Potosi is the highest city in the world, and was once the richest due to the silver mines that opened 400 years ago in colonial times. The streets were packed with beautiful colonial buildings which were characterised by over-crowded power lines, faded colours and crumbling facades. For all its beauty, we knew that we couldn't understand Potosi until we confronted its grim past which led to its former and present glory. So, despite serious reservations, we organised a tour to the ancient mines. We knew it wasn’t going to be a postcard moment since we knew that over 8 million slaves and workers have died there. The mines are still being used today and the practises have changed little since they opened. The men work with no protection, not even masks to protect against the gases and dust, use dynamite that they pick up at the local market and push heavy carts with their findings. They make offerings of coca leaves, cigarettes and alcohol, which is 93% proof, to 'El Tio’, an effigy of the devil, as they believe that they are working in his place and that through mining they are taking from the devil. The 7-foot tall devil statue was truly shocking with thick black tar for a mouth, llama foetuses surrounding it, and its huge member symbolic of the devil’s virility and power.

The experience in the mines was especially difficult for Eleanor as she had alot of difficulty breathing. This was probably the result of the high altitude and the thick dust in the mine.
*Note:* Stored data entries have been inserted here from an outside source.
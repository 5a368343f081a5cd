//! API endpoint extractor
//!
//! Recognizes tRPC procedures inside `createTRPCRouter({ ... })` objects,
//! Express-style `router.get("/path", ...)` handlers and Next.js route
//! handlers (`export async function POST(...)`).

use super::helpers::{content_hash, file_node, file_node_id, line_at};
use super::{ExtractionError, Extractor, GraphFragment, SourceFile};
use crate::identity::{IdExtra, IdGenerator};
use crate::neo4j::models::*;
use regex::Regex;
use std::sync::LazyLock;

const API_EXTENSIONS: &[&str] = &["ts", "tsx", "js", "jsx", "mjs", "cjs"];
const API_PATH_KEYWORDS: &[&str] = &["router", "api", "trpc", "routes", "route."];

static ROUTER: LazyLock<Regex> = LazyLock::new(|| {
    Regex::new(r"(?m)^[ \t]*(?:export\s+)?const\s+(\w+)\s*=\s*(?:createTRPCRouter|t\.router|router)\s*\(\s*\{")
        .expect("valid regex")
});

static PROCEDURE: LazyLock<Regex> = LazyLock::new(|| {
    Regex::new(r"(?m)^[ \t]*(\w+)\s*:\s*(\w*[pP]rocedure)\b").expect("valid regex")
});

static PROCEDURE_KIND: LazyLock<Regex> = LazyLock::new(|| {
    Regex::new(r"\.\s*(query|mutation|subscription)\s*\(").expect("valid regex")
});

static PROCEDURE_INPUT: LazyLock<Regex> = LazyLock::new(|| {
    Regex::new(r"\.\s*input\s*\(\s*([A-Za-z_][\w.]*)").expect("valid regex")
});

static EXPRESS_ROUTE: LazyLock<Regex> = LazyLock::new(|| {
    Regex::new(r#"\b(?:router|app|server)\s*\.\s*(get|post|put|patch|delete)\s*\(\s*["'`]([^"'`]+)["'`]"#)
        .expect("valid regex")
});

static NEXT_HANDLER: LazyLock<Regex> = LazyLock::new(|| {
    Regex::new(r"(?m)^[ \t]*export\s+(?:async\s+)?function\s+(GET|POST|PUT|PATCH|DELETE)\s*\(")
        .expect("valid regex")
});

/// One recognized endpoint
#[derive(Debug, Clone, PartialEq)]
pub struct EndpointDef {
    pub name: String,
    pub method: String,
    pub router: Option<String>,
    pub route: Option<String>,
    pub input_schema: Option<String>,
    pub line: u32,
}

/// Scan output for one API file
#[derive(Debug, Clone)]
pub struct ApiFileRecord {
    pub file: SourceFile,
    pub hash: String,
    pub line_count: u32,
    pub endpoints: Vec<EndpointDef>,
}

pub struct ApiExtractor {
    ids: IdGenerator,
}

impl ApiExtractor {
    pub fn new(ids: IdGenerator) -> Self {
        Self { ids }
    }

    /// Recognize every endpoint in a file
    pub fn parse_endpoints(file: &SourceFile, content: &str) -> Vec<EndpointDef> {
        let mut endpoints = Vec::new();

        let routers: Vec<(usize, String)> = ROUTER
            .captures_iter(content)
            .filter_map(|c| Some((c.get(0)?.start(), c.get(1)?.as_str().to_string())))
            .collect();

        let procedures: Vec<regex::Captures> = PROCEDURE.captures_iter(content).collect();
        for (i, cap) in procedures.iter().enumerate() {
            let (Some(whole), Some(name)) = (cap.get(0), cap.get(1)) else {
                continue;
            };
            // The procedure chain runs until the next procedure starts
            let chain_end = procedures
                .get(i + 1)
                .and_then(|next| next.get(0))
                .map(|m| m.start())
                .unwrap_or(content.len());
            let chain = &content[whole.end()..chain_end];

            let method = PROCEDURE_KIND
                .captures(chain)
                .and_then(|c| c.get(1))
                .map(|m| m.as_str().to_string())
                .unwrap_or_else(|| "procedure".to_string());
            let input_schema = PROCEDURE_INPUT
                .captures(chain)
                .and_then(|c| c.get(1))
                .map(|m| match m.as_str() {
                    s if s.starts_with("z.") => "inline".to_string(),
                    s => s.to_string(),
                });
            let router = routers
                .iter()
                .rev()
                .find(|(offset, _)| *offset < whole.start())
                .map(|(_, r)| r.clone());
            let qualified = match &router {
                Some(r) => format!("{}.{}", r.trim_end_matches("Router"), name.as_str()),
                None => name.as_str().to_string(),
            };

            endpoints.push(EndpointDef {
                name: qualified,
                method,
                router,
                route: None,
                input_schema,
                line: line_at(content, whole.start()),
            });
        }

        for cap in EXPRESS_ROUTE.captures_iter(content) {
            let (Some(whole), Some(method), Some(route)) = (cap.get(0), cap.get(1), cap.get(2))
            else {
                continue;
            };
            let method = method.as_str().to_uppercase();
            endpoints.push(EndpointDef {
                name: format!("{} {}", method, route.as_str()),
                method,
                router: None,
                route: Some(route.as_str().to_string()),
                input_schema: None,
                line: line_at(content, whole.start()),
            });
        }

        if file.file_name().starts_with("route.") {
            let route = next_route_path(&file.relative_path);
            for cap in NEXT_HANDLER.captures_iter(content) {
                let (Some(whole), Some(method)) = (cap.get(0), cap.get(1)) else {
                    continue;
                };
                endpoints.push(EndpointDef {
                    name: format!("{} {}", method.as_str(), route),
                    method: method.as_str().to_string(),
                    router: None,
                    route: Some(route.clone()),
                    input_schema: None,
                    line: line_at(content, whole.start()),
                });
            }
        }

        endpoints
    }
}

/// URL path of a Next.js route file (`apps/web/src/app/api/users/route.ts` -> `/api/users`)
fn next_route_path(relative_path: &str) -> String {
    let dir = relative_path
        .rsplit_once('/')
        .map(|(d, _)| d)
        .unwrap_or_default();
    let after_app = dir
        .split_once("/app/")
        .map(|(_, rest)| rest)
        .or_else(|| dir.strip_prefix("app/"))
        .unwrap_or(dir);
    format!("/{}", after_app)
}

impl Extractor for ApiExtractor {
    type Record = ApiFileRecord;

    fn name(&self) -> &'static str {
        "api"
    }

    fn node_types(&self) -> &'static [NodeType] {
        &[NodeType::File, NodeType::Api]
    }

    fn relation_types(&self) -> &'static [RelationType] {
        &[RelationType::Defines]
    }

    fn is_candidate(&self, file: &SourceFile) -> bool {
        file.has_extension(API_EXTENSIONS) && file.path_contains_any(API_PATH_KEYWORDS)
    }

    fn scan_file(
        &self,
        file: &SourceFile,
        content: &str,
    ) -> Result<Option<ApiFileRecord>, ExtractionError> {
        let endpoints = Self::parse_endpoints(file, content);
        if endpoints.is_empty() {
            return Ok(None);
        }
        Ok(Some(ApiFileRecord {
            file: file.clone(),
            hash: content_hash(content),
            line_count: content.lines().count() as u32,
            endpoints,
        }))
    }

    fn transform_to_graph(&self, records: Vec<ApiFileRecord>) -> GraphFragment {
        let mut fragment = GraphFragment::default();

        for record in records {
            let file = &record.file;
            let path = file.relative_path.as_str();
            let file_id = file_node_id(&self.ids, file);
            fragment.push_node(file_node(&self.ids, file, &record.hash, record.line_count));

            for endpoint in record.endpoints {
                let id = self.ids.node_id(
                    NodeType::Api,
                    file.package.as_deref(),
                    &endpoint.name,
                    IdExtra::typed(&endpoint.method, path),
                );
                fragment.push_relationship(GraphRelationship::new(
                    self.ids.relationship_id(RelationType::Defines, &file_id, &id),
                    RelationType::Defines,
                    file_id.clone(),
                    id.clone(),
                    EdgeProperties::Plain,
                ));
                fragment.push_node(GraphNode::new(
                    id,
                    endpoint.name,
                    NodeProperties::Api {
                        file_path: path.to_string(),
                        router: endpoint.router,
                        method: endpoint.method,
                        route: endpoint.route,
                        input_schema: endpoint.input_schema,
                        line: endpoint.line,
                    },
                    NodeMetadata::new(Some(path.to_string()), file.package.clone(), 0.9),
                ));
            }
        }

        fragment
    }
}

#[cfg(test)]
mod tests {
    use super::*;
    use std::path::PathBuf;

    fn source(rel: &str) -> SourceFile {
        SourceFile {
            path: PathBuf::from(format!("/repo/{}", rel)),
            relative_path: rel.to_string(),
            package: Some("@repo/api".to_string()),
        }
    }

    #[test]
    fn test_trpc_procedures() {
        let content = r#"
export const userRouter = createTRPCRouter({
  byId: publicProcedure
    .input(z.object({ id: z.string() }))
    .query(({ ctx, input }) => ctx.db.user.findFirst()),
  create: protectedProcedure
    .input(CreateUserSchema)
    .mutation(async ({ ctx, input }) => {
      return ctx.db.user.create({ data: input });
    }),
});
"#;
        let endpoints =
            ApiExtractor::parse_endpoints(&source("packages/api/src/router/user.ts"), content);
        assert_eq!(endpoints.len(), 2);
        assert_eq!(endpoints[0].name, "user.byId");
        assert_eq!(endpoints[0].method, "query");
        assert_eq!(endpoints[0].input_schema.as_deref(), Some("inline"));
        assert_eq!(endpoints[1].name, "user.create");
        assert_eq!(endpoints[1].method, "mutation");
        assert_eq!(endpoints[1].input_schema.as_deref(), Some("CreateUserSchema"));
        assert_eq!(endpoints[1].router.as_deref(), Some("userRouter"));
    }

    #[test]
    fn test_express_routes() {
        let content = r#"
router.get("/users/:id", getUser);
router.post('/users', createUser);
"#;
        let endpoints = ApiExtractor::parse_endpoints(&source("server/routes/users.js"), content);
        let names: Vec<&str> = endpoints.iter().map(|e| e.name.as_str()).collect();
        assert_eq!(names, vec!["GET /users/:id", "POST /users"]);
    }

    #[test]
    fn test_next_route_handlers() {
        let content = "export async function GET(req: Request) {}\nexport function POST() {}";
        let endpoints =
            ApiExtractor::parse_endpoints(&source("apps/web/src/app/api/users/route.ts"), content);
        let names: Vec<&str> = endpoints.iter().map(|e| e.name.as_str()).collect();
        assert_eq!(names, vec!["GET /api/users", "POST /api/users"]);
    }

    #[test]
    fn test_transform_links_file_to_endpoints() {
        let ex = ApiExtractor::new(IdGenerator::default());
        let file = source("server/routes/users.js");
        let record = ex
            .scan_file(&file, "router.delete('/users/:id', remove);")
            .unwrap()
            .unwrap();
        let fragment = ex.transform_to_graph(vec![record]);
        assert_eq!(fragment.nodes.len(), 2);
        assert_eq!(fragment.relationships.len(), 1);
        assert_eq!(fragment.relationships[0].rel_type, RelationType::Defines);
        assert!(fragment
            .nodes
            .iter()
            .any(|n| n.node_type() == NodeType::Api && n.name == "DELETE /users/:id"));
    }
}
She soldiered on through it for a long time but it got worst at one point and she had to get out. She thought that she was going to pass out and started to panic. A guide took her out but it took a long half hour to reach the surface and then to descend to lower ground. On reflection, we realised that entering the mines was a dangerous activity because the guide clearly had no medical knowledge or equipment. It was a memorable experience but not one to be repeated.

Later that day we went to what must be the highest cinema in the world with some Danish friends, Peter and Anne-Mette, on a 2 for 1 deal which worked out at 47 pence each. This was still too much for Tom Cruise and Cameron Diaz’s "Night and Day," which was worst than our already low expectations! It was laughably bad- especially when the European enemy was thrown from a moving train but managed to still hold on by grabbing a trusty chain of sausages.... Need we say more.